GlassFish came a long way, starting as a Sun Microsystems Inc. project back in mid-2005. It was based on the source code for the Sun Java System Application Server (SJAS) PE 9, which was donated to the community by Sun Microsystems along with Oracle’s donation of TopLink persistence code. The joint goal was to encourage communication between Sun & Oracle engineers and the community, enabling all developers to participate in the application server development process along with the JCP.
With this donation, developers from all over the world could access source code, nightly builds, discussion groups, and mailing lists. For the very first time in history, developers were able to meaningfully contribute to the application server creation process.
What? A free, faster competitor to Oracle and IBM?

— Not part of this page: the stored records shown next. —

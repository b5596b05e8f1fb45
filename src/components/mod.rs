pub mod entity_dialog;
pub mod modal;
pub mod note_dialog;
pub mod record_table;
pub mod searchable_select;
pub mod sidebar;
pub mod stat_card;
pub mod status_badge;
pub mod stock_movement_dialog;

Historically, GlassFish has always been backed up by a commercial distribution. Initially named SJAS, it became Sun GlassFish Enterprise Server with the Version 2.1 in mid-2009. At the end of the same year. Sun released the first Java EE 6 compatible version carrying the famous “v3” as the version number. It contained the completely rebuilt OSGi foundation created on Apache Felix and delivered an awesome developer experience by cutting down startup-times, providing hot-deployment and preserving http sessions across development redeployments.
GlassFish’s main competitor back in the day was the extremely lightweight Apache Tomcat. Developers got attracted to both the new Java EE 6 specification, which finally improved development productivity and ease of use, establishing convenient handling and administration as well. All this happened a year and a half after Oracle completed its acquisition of BEA Systems.
With increasing uptake on Java EE technologies, GlassFish became a solid alternative for even the most attractive and performant commercial application servers. Leading the field by continuously delivering technical innovation and driving specifications on the JCP had always been BEA Systems with their WebLogic server, but the release of GlassFish 2.1 was in more or less direct competition with Oracle’s and IBM’s WebSphere product line. But GlassFish was for free. And much faster.
Oracle buys Sun Microsystems
The famous Oracle-Sun merger in early-2010 changed the rules. The GlassFish community was afraid of Oracle cutting off GlassFish completely in favor of the commercial WebLogic product they just recently integrated as their foundation for almost all commercial products. But basically nothing happened. Aside from a bunch of extra marketing and re-naming efforts for both the OSS and the commercial edition, pretty much everything else remained the same.
It had seemed that Oracle wanted invest into their new assets by putting up the so called 100-day releases with patches for both 2.1 and 3.0 versions. Unfortunately, this was followed by nothing groundbreaking. The 3.1.0 – 3.1.2 releases brought clustering back to the 3.x branch and delivered on long-overdue component updates and fixes in early 2011.
In mid-2012, a micro-release 126.96.36.199 fixed a handful of exceptional issues. No further updates took place until June 2013, with the initial release of GlassFish 4.0 being the reference implementation of Java EE 7. The community stood behind GlassFish the whole time. The NetBeans bundle, the unzip and start packages, the comparably good startup times and the overall availability of examples and documentation made GlassFish the #1 choice not only for beginners but also for people running real applications on it.